Fiduciary Standard Fee-Only CPA + CFP®

Fiduciary vs. Financial Advisor: What's the Difference — and Why It Matters

A fiduciary financial advisor is legally required to act in your best interest at all times. A financial advisor who is not a fiduciary is only required to recommend products that are "suitable" for you — even if those products cost more or serve the advisor better. Understanding this distinction is one of the most important decisions you can make before hiring someone to manage your financial life.

What Does "Fiduciary" Actually Mean?

The term fiduciary comes from the Latin word for trust. In the context of financial advice, a fiduciary advisor has a legally enforceable obligation to put your financial interests ahead of their own — at all times, not just sometimes.

This means a fiduciary must:

  • Recommend strategies and products that are in your best interest — not theirs
  • Disclose any conflicts of interest that could influence their advice
  • Avoid making trades or recommendations for personal gain at your expense
  • Maintain this standard continuously — not selectively

Registered Investment Advisers (RIAs) are held to the fiduciary standard under the Investment Advisers Act of 1940. CFP® certificants are also bound by a fiduciary duty when providing financial planning services, per CFP Board standards.

Fiduciary Standard vs. Suitability Standard

There are two legal standards that govern financial advice in the U.S. The standard your advisor is held to fundamentally changes the advice you receive.

Fiduciary Standard

Your advisor must act in your best interest. This is the higher standard, enforced by the SEC and CFP Board.

Suitability Standard

Your advisor must recommend products that are "suitable" for you — a lower bar that may allow for recommendations that benefit the advisor more than you.

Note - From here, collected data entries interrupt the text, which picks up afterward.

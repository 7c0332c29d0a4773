//! Pending target for externally picked values (icon picker).
//!
//! # Responsibility
//! - Remember which entity an open picker writes to, and where it is anchored.
//! - Stage the icon of a lesson that does not exist yet, plus the draft
//!   (target section) that lesson will be created in.
//!
//! # Invariants
//! - At most one pending target; opening another replaces it.
//! - Closing without a value has no side effect.
//! - The router never touches the tree; it tells the caller what to write.

use crate::model::id::EntityId;
use std::error::Error;
use std::fmt::{Display, Formatter};

/// Opaque reference to the UI element a picker is anchored to.
#[derive(Debug, Clone, PartialEq, Eq)]
pub struct AnchorRef(pub String);

impl From<&str> for AnchorRef {
    fn from(value: &str) -> Self {
        Self(value.to_string())
    }
}

/// What a resolved value is written to.
#[derive(Debug, Clone, PartialEq, Eq)]
pub enum Target {
    /// Icon of an existing (or since-deleted) entity.
    Entity(EntityId),
    /// Icon of the lesson being drafted.
    NewLessonIcon,
}

#[derive(Debug, Clone, PartialEq, Eq)]
pub struct PendingTarget {
    pub target: Target,
    pub anchor: AnchorRef,
}

/// Instruction for the caller after a value resolved.
#[derive(Debug, Clone, PartialEq, Eq)]
pub enum Dispatch {
    /// Write `icon` to entity `id` through the mutation path.
    ApplyIcon { id: EntityId, icon: String },
    /// Value was staged for the next lesson creation.
    Staged,
}

/// Lesson creation in progress.
#[derive(Debug, Clone, PartialEq, Eq)]
pub struct LessonDraft {
    pub section_id: EntityId,
}

#[derive(Debug, Clone, PartialEq, Eq)]
pub enum RouterError {
    /// No picker is open.
    NoPendingTarget,
    /// Picked value is blank after trim.
    BlankValue,
}

impl Display for RouterError {
    fn fmt(&self, f: &mut Formatter<'_>) -> std::fmt::Result {
        match self {
            Self::NoPendingTarget => write!(f, "no pending target to resolve"),
            Self::BlankValue => write!(f, "picked value must not be blank"),
        }
    }
}

impl Error for RouterError {}

/// Routes picked values by target id.
#[derive(Debug, Clone)]
pub struct TargetRouter {
    sentinel: String,
    default_lesson_icon: String,
    pending: Option<PendingTarget>,
    draft: Option<LessonDraft>,
    staged_icon: String,
}

impl TargetRouter {
    /// `sentinel` is the reserved id for the new-lesson icon.
    pub fn new(sentinel: impl Into<String>, default_lesson_icon: impl Into<String>) -> Self {
        let default_lesson_icon = default_lesson_icon.into();
        Self {
            sentinel: sentinel.into(),
            staged_icon: default_lesson_icon.clone(),
            default_lesson_icon,
            pending: None,
            draft: None,
        }
    }

    pub fn sentinel(&self) -> &str {
        &self.sentinel
    }

    /// Opens a picker for `id`. Returns the target it replaced, if any.
    pub fn open(&mut self, id: &str, anchor: AnchorRef) -> Option<PendingTarget> {
        let target = if id == self.sentinel {
            Target::NewLessonIcon
        } else {
            Target::Entity(EntityId::from(id))
        };
        self.pending.replace(PendingTarget { target, anchor })
    }

    /// Closes the picker without a value.
    pub fn close(&mut self) -> Option<PendingTarget> {
        self.pending.take()
    }

    pub fn pending(&self) -> Option<&PendingTarget> {
        self.pending.as_ref()
    }

    /// Consumes the pending target with `value`.
    ///
    /// # Errors
    /// - `NoPendingTarget` when no picker is open.
    /// - `BlankValue` for a blank value; the picker stays open.
    pub fn resolve(&mut self, value: &str) -> Result<Dispatch, RouterError> {
        if self.pending.is_none() {
            return Err(RouterError::NoPendingTarget);
        }
        let value = value.trim();
        if value.is_empty() {
            return Err(RouterError::BlankValue);
        }
        let Some(pending) = self.pending.take() else {
            return Err(RouterError::NoPendingTarget);
        };
        match pending.target {
            Target::Entity(id) => Ok(Dispatch::ApplyIcon {
                id,
                icon: value.to_string(),
            }),
            Target::NewLessonIcon => {
                self.staged_icon = value.to_string();
                Ok(Dispatch::Staged)
            }
        }
    }

    /// Icon the next drafted lesson will be created with.
    pub fn staged_lesson_icon(&self) -> &str {
        &self.staged_icon
    }

    /// Starts drafting a lesson in `section_id`; resets the staged icon.
    pub fn begin_draft(&mut self, section_id: EntityId) {
        self.staged_icon = self.default_lesson_icon.clone();
        self.draft = Some(LessonDraft { section_id });
    }

    pub fn draft(&self) -> Option<&LessonDraft> {
        self.draft.as_ref()
    }

    /// Takes the draft and its staged icon for creation.
    pub fn take_draft(&mut self) -> Option<(LessonDraft, String)> {
        let draft = self.draft.take()?;
        Some((draft, self.staged_icon.clone()))
    }

    /// Restores a draft whose creation was rejected.
    pub(crate) fn restore_draft(&mut self, draft: LessonDraft) {
        self.draft = Some(draft);
    }

    pub fn discard_draft(&mut self) -> Option<LessonDraft> {
        self.draft.take()
    }
}

#[cfg(test)]
mod tests {
    use super::{AnchorRef, Dispatch, RouterError, Target, TargetRouter};
    use crate::model::id::EntityId;

    fn router() -> TargetRouter {
        TargetRouter::new("new-lesson-icon", "📄")
    }

    #[test]
    fn entity_target_dispatches_icon_write() {
        let mut router = router();
        router.open("les-1", AnchorRef::from("icon-button"));

        let dispatch = router.resolve("🔥").unwrap();
        assert_eq!(
            dispatch,
            Dispatch::ApplyIcon {
                id: EntityId::from("les-1"),
                icon: "🔥".to_string(),
            }
        );
        assert!(router.pending().is_none());
    }

    #[test]
    fn sentinel_target_stages_icon() {
        let mut router = router();
        router.begin_draft(EntityId::from("sec-1"));
        router.open("new-lesson-icon", AnchorRef::from("modal"));
        assert_eq!(router.pending().unwrap().target, Target::NewLessonIcon);

        assert_eq!(router.resolve("🎯").unwrap(), Dispatch::Staged);
        let (draft, icon) = router.take_draft().unwrap();
        assert_eq!(draft.section_id, EntityId::from("sec-1"));
        assert_eq!(icon, "🎯");
    }

    #[test]
    fn opening_replaces_and_closing_discards() {
        let mut router = router();
        router.open("les-1", AnchorRef::from("a"));
        let replaced = router.open("sec-2", AnchorRef::from("b")).unwrap();
        assert_eq!(replaced.target, Target::Entity(EntityId::from("les-1")));

        assert!(router.close().is_some());
        assert_eq!(router.resolve("🔥"), Err(RouterError::NoPendingTarget));
    }

    #[test]
    fn blank_value_keeps_picker_open() {
        let mut router = router();
        router.open("les-1", AnchorRef::from("a"));
        assert_eq!(router.resolve("  "), Err(RouterError::BlankValue));
        assert!(router.pending().is_some());
    }

    #[test]
    fn begin_draft_resets_staged_icon() {
        let mut router = router();
        router.open("new-lesson-icon", AnchorRef::from("modal"));
        router.resolve("🎯").unwrap();
        assert_eq!(router.staged_lesson_icon(), "🎯");

        router.begin_draft(EntityId::from("sec-1"));
        assert_eq!(router.staged_lesson_icon(), "📄");
    }
}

Fiduciary vs. Financial Advisor: Side-by-Side Comparison

Not all financial advisors are fiduciaries — and the differences go beyond a legal technicality. This table shows what changes in practice.

Factor Fiduciary Advisor Non-Fiduciary Advisor
Legal Standard Must act in your best interest Must recommend "suitable" products
Compensation Model Typically fee-only or fee-based May earn commissions from product sales
Conflict of Interest Must disclose all conflicts Conflicts may not be fully disclosed
Regulatory Oversight SEC or state RIA registration; CFP Board FINRA / broker-dealer; varies by license
Advice Scope Comprehensive financial planning May focus on products, not planning
Transparency Full disclosure required (Form ADV) Limited disclosure requirements
Common Credentials CFP®, RIA, CPA, PFS Series 6, Series 7, insurance license

Note: "Financial advisor" is a broad, unregulated title. Individual advisors may hold multiple licenses and be subject to different standards in different contexts. Always ask an advisor directly whether they are a fiduciary 100% of the time.

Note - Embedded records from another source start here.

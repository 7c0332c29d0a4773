//! Immutable tree value.
//!
//! A `Snapshot` is the whole course list at one point in time. Consumers
//! never mutate one; they ask the store for the next. Cloning is cheap: it
//! copies one `Arc` per course and shares everything beneath.

use crate::model::course::Course;
use crate::model::id::EntityId;
use serde::{Deserialize, Serialize};
use std::sync::Arc;

#[derive(Debug, Clone, Default, PartialEq, Eq, Serialize, Deserialize)]
pub struct Snapshot {
    courses: Vec<Arc<Course>>,
}

impl Snapshot {
    /// Builds a snapshot from owned courses.
    pub fn new(courses: Vec<Course>) -> Self {
        Self {
            courses: courses.into_iter().map(Arc::new).collect(),
        }
    }

    pub(crate) fn from_shared(courses: Vec<Arc<Course>>) -> Self {
        Self { courses }
    }

    /// Courses in dashboard order.
    pub fn courses(&self) -> &[Arc<Course>] {
        &self.courses
    }

    pub fn is_empty(&self) -> bool {
        self.courses.is_empty()
    }

    /// Course with `id`, if it is a course id.
    pub fn course(&self, id: &EntityId) -> Option<&Arc<Course>> {
        self.courses.iter().find(|course| &course.id == id)
    }

    /// Every entity id in depth-first order.
    pub fn ids(&self) -> Vec<&EntityId> {
        let mut ids = Vec::new();
        for course in &self.courses {
            ids.push(&course.id);
            for section in &course.sections {
                ids.push(&section.id);
                ids.extend(section.lessons.iter().map(|lesson| &lesson.id));
            }
        }
        ids
    }
}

Is a Fiduciary Better Than a Financial Advisor?

The question itself reveals a common misconception: any person can call themselves a "financial advisor" — it is not a regulated title. A fiduciary, on the other hand, describes a legally enforceable standard of care. The two terms describe different things.

That said, the underlying question is fair: does working with a fiduciary advisor lead to better outcomes for clients? For most people seeking comprehensive financial planning — rather than a one-time product purchase — a fiduciary advisor may be a better fit for several reasons:

Aligned Incentives

A fee-only fiduciary earns the same fee regardless of which investments or strategies they recommend. This structure removes the financial incentive to recommend higher-cost products, which can reduce certain compensation-related conflicts. However, no advisor relationship is entirely free of all potential conflicts — full transparency remains essential.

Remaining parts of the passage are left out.